At the beginning, the sandbox has to be quite small. In the company above, the sandbox initially contained only the pricing page. Depending on the types of products the company makes, the size of the sandbox can be defined in different ways.
Companies trying to bring an entirely new product to market might build the restriction around customers in certain segments. Unlike in a concept test or market test, customers in the sandbox are considered real and the innovation team is allowed to attempt to establish a long-term relationship with them. After all, they may be experimenting with those early adopters for a long time before their learning milestones are accomplished.
13. Epilogue: Waste Not
As Deming taught, what matters is not setting quantitative goals but fixing the method by which those goals are attained. The Lean Startup movement stands for the principle that the scientific method can be brought to bear to answer the most pressing innovation question: How can we build a sustainable organization around a new set of products or services?
In Conclusion
For one thing, everyone would insist that assumptions be stated explicitly and tested rigorously not as a stalling tactic or a form of make-work but out of a genuine desire to discover the truth that underlies every project’s vision.
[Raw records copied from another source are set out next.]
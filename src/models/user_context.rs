use serde::{Deserialize, Serialize};

/// Billing plan attached to the caller's organization.
#[derive(Debug, Clone, Copy, PartialEq, Eq, Hash, Serialize, Deserialize)]
#[serde(from = "i32", into = "i32")]
pub enum Subscription {
    Pending,
    OneTime,
    MonthlySmall,
    MonthlyMedium,
    Enterprise,
    System,
    Other(i32),
}

impl Subscription {
    pub fn id(&self) -> i32 {
        match self {
            Self::Pending => 1,
            Self::OneTime => 10,
            Self::MonthlySmall => 101,
            Self::MonthlyMedium => 102,
            Self::Enterprise => 1000,
            Self::System => 9999,
            Self::Other(id) => *id,
        }
    }
}

impl From<i32> for Subscription {
    fn from(id: i32) -> Self {
        match id {
            1 => Self::Pending,
            10 => Self::OneTime,
            101 => Self::MonthlySmall,
            102 => Self::MonthlyMedium,
            1000 => Self::Enterprise,
            9999 => Self::System,
            other => Self::Other(other),
        }
    }
}

impl From<Subscription> for i32 {
    fn from(s: Subscription) -> Self {
        s.id()
    }
}

/// Organization status ids that lock the account out of mutating calls.
pub const ORG_STATUS_DISABLED_PENDING_PAYMENT: i32 = 1;
pub const ORG_STATUS_DISABLED_CLOSED: i32 = 2;
pub const ORG_STATUS_DISABLED_LOCKED: i32 = 3;
pub const ORG_STATUS_ACTIVE: i32 = 1000;

/// Identity of the caller as established by the upstream authorizer.
#[derive(Debug, Clone, PartialEq, Serialize, Deserialize)]
pub struct UserContext {
    pub trace_id: String,
    pub org_id: i32,
    pub org_cid: String,
    pub user_id: i32,
    pub user_cid: String,
    pub roles: Vec<String>,
    pub ip_address: String,
    pub subscription: Subscription,
    pub org_status_id: i32,
}

impl UserContext {
    pub fn account_disabled(&self) -> bool {
        matches!(
            self.org_status_id,
            ORG_STATUS_DISABLED_PENDING_PAYMENT | ORG_STATUS_DISABLED_CLOSED | ORG_STATUS_DISABLED_LOCKED
        )
    }
}
#[cfg(test)]
mod tests {
    use super::*;
    use crate::address::make_addrs;
    use crate::models::Subscription;
    use crate::scangroup::fixtures::user_context;
    use std::collections::BTreeSet;

    fn group(name: &str) -> ScanGroup {
        ScanGroup { group_name: name.into(), paused: true, ..Default::default() }
    }

    #[tokio::test]
    async fn test_create_assigns_ids_and_scopes_to_org() {
        let backend = MemoryBackend::new();
        let ctx = user_context(Subscription::Enterprise);
        let first = backend.create(&ctx, group("a")).await.unwrap();
        let second = backend.create(&ctx, group("b")).await.unwrap();
        assert_eq!(first.value, 1);
        assert_eq!(second.value, 2);

        let other = UserContext { org_id: 99, ..ctx.clone() };
        assert!(matches!(ScanGroupService::get(&backend, &other, 1).await, Err(ConsoleError::NotFound(_))));
        assert_eq!(ScanGroupService::count(&backend, &ctx).await.unwrap().value, 2);
    }

    #[tokio::test]
    async fn test_duplicate_name_conflicts() {
        let backend = MemoryBackend::new();
        let ctx = user_context(Subscription::Enterprise);
        backend.create(&ctx, group("a")).await.unwrap();
        assert!(matches!(backend.create(&ctx, group("a")).await, Err(ConsoleError::Conflict(_))));
    }

    #[tokio::test]
    async fn test_rename_into_taken_name_conflicts() {
        let backend = MemoryBackend::new();
        let ctx = user_context(Subscription::Enterprise);
        backend.create(&ctx, group("alpha")).await.unwrap();
        let beta_id = backend.create(&ctx, group("beta")).await.unwrap().value;

        let mut beta = ScanGroupService::get(&backend, &ctx, beta_id).await.unwrap().value;
        beta.group_name = "alpha".into();
        assert!(matches!(ScanGroupService::update(&backend, &ctx, beta).await, Err(ConsoleError::Conflict(_))));

        let names: Vec<String> = backend.groups(&ctx).await.unwrap().value.into_iter().map(|g| g.group_name).collect();
        assert_eq!(names, vec!["alpha", "beta"]);
    }

    #[tokio::test]
    async fn test_rename_releases_old_name() {
        let backend = MemoryBackend::new();
        let ctx = user_context(Subscription::Enterprise);
        let id = backend.create(&ctx, group("alpha")).await.unwrap().value;

        let mut renamed = ScanGroupService::get(&backend, &ctx, id).await.unwrap().value;
        renamed.group_name = "gamma".into();
        ScanGroupService::update(&backend, &ctx, renamed.clone()).await.unwrap();
        // Same name again is not a conflict with itself.
        ScanGroupService::update(&backend, &ctx, renamed).await.unwrap();

        assert!(backend.create(&ctx, group("alpha")).await.is_ok());
        assert!(matches!(backend.create(&ctx, group("gamma")).await, Err(ConsoleError::Conflict(_))));
    }

    #[tokio::test]
    async fn test_delete_frees_name() {
        let backend = MemoryBackend::new();
        let ctx = user_context(Subscription::Enterprise);
        let id = backend.create(&ctx, group("alpha")).await.unwrap().value;
        ScanGroupService::delete(&backend, &ctx, id).await.unwrap();
        assert!(backend.create(&ctx, group("alpha")).await.is_ok());
    }

    #[tokio::test]
    async fn test_concurrent_creates_of_one_name_admit_one() {
        let backend = std::sync::Arc::new(MemoryBackend::new());
        let ctx = user_context(Subscription::Enterprise);

        let handles: Vec<_> = (0..16)
            .map(|_| {
                let backend = backend.clone();
                let ctx = ctx.clone();
                tokio::spawn(async move { backend.create(&ctx, group("same")).await.is_ok() })
            })
            .collect();

        let mut created = 0;
        for handle in handles {
            if handle.await.unwrap() {
                created += 1;
            }
        }
        assert_eq!(created, 1);
        assert_eq!(ScanGroupService::count(&*backend, &ctx).await.unwrap().value, 1);
    }

    #[tokio::test]
    async fn test_pause_resume() {
        let backend = MemoryBackend::new();
        let ctx = user_context(Subscription::Enterprise);
        let id = backend.create(&ctx, group("a")).await.unwrap().value;
        backend.resume(&ctx, id).await.unwrap();
        assert!(!ScanGroupService::get(&backend, &ctx, id).await.unwrap().value.paused);
        backend.pause(&ctx, id).await.unwrap();
        let g = ScanGroupService::get(&backend, &ctx, id).await.unwrap().value;
        assert!(g.paused);
        assert!(g.last_paused_time > 0);
    }

    #[tokio::test]
    async fn test_address_upsert_keeps_ids() {
        let backend = MemoryBackend::new();
        let ctx = user_context(Subscription::Enterprise);
        let gid = backend.create(&ctx, group("a")).await.unwrap().value;

        let input: BTreeSet<String> = ["example.com".to_string(), "10.0.0.1".to_string()].into();
        let written = AddressService::update(&backend, &ctx, make_addrs(&input, ctx.org_id, gid, 1)).await.unwrap();
        assert_eq!(written.value, 2);
        AddressService::update(&backend, &ctx, make_addrs(&input, ctx.org_id, gid, 2)).await.unwrap();
        assert_eq!(AddressService::count(&backend, &ctx, gid).await.unwrap().value, 2);

        let filter = ScanGroupAddressFilter { org_id: ctx.org_id, group_id: gid, ..Default::default() };
        let addrs = AddressService::get(&backend, &ctx, &filter).await.unwrap().value;
        let ids: Vec<i64> = addrs.iter().map(|a| a.address_id).collect();
        assert_eq!(ids, vec![1, 2]);

        AddressService::delete(&backend, &ctx, gid, &[1]).await.unwrap();
        assert_eq!(AddressService::count(&backend, &ctx, gid).await.unwrap().value, 1);
    }

    #[tokio::test]
    async fn test_address_update_requires_owned_group() {
        let backend = MemoryBackend::new();
        let ctx = user_context(Subscription::Enterprise);
        let input: BTreeSet<String> = ["example.com".to_string()].into();
        let err = AddressService::update(&backend, &ctx, make_addrs(&input, ctx.org_id, 42, 1)).await.unwrap_err();
        assert!(matches!(err, ConsoleError::NotFound(_)));
    }

    #[tokio::test]
    async fn test_seeded_org_and_user() {
        let ctx = user_context(Subscription::Enterprise);
        let backend = MemoryBackend::seeded(
            vec![Organization { org_id: ctx.org_id, port_scan_enabled: true, ..Default::default() }],
            vec![User { org_id: ctx.org_id, user_cid: ctx.user_cid.clone(), agreement_accepted: true, ..Default::default() }],
        );
        assert!(OrganizationService::get(&backend, &ctx).await.unwrap().value.port_scan_enabled);
        assert!(UserService::get(&backend, &ctx).await.unwrap().value.agreement_accepted);
    }
}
We would not waste time on endless arguments between the defenders of quality and the cowboys of reckless advance; instead, we would recognize that speed and quality are allies in the pursuit of the customer’s long-term benefit. We would race to test our vision but not to abandon it. We would look to eliminate waste not to build quality castles in the sky but in the service of agility and breakthrough business results.
We would respond to failures and setbacks with honesty and learning, not with recriminations and blame. More than that, we would shun the impulse to slow down, increase batch size, and indulge in the curse of prevention. Instead, we would achieve speed by bypassing the excess work that does not lead to learning. We would dedicate ourselves to the creation of new institutions with a long-term mission to build sustainable value and change the world for the better.
Most of all, we would stop wasting people’s time.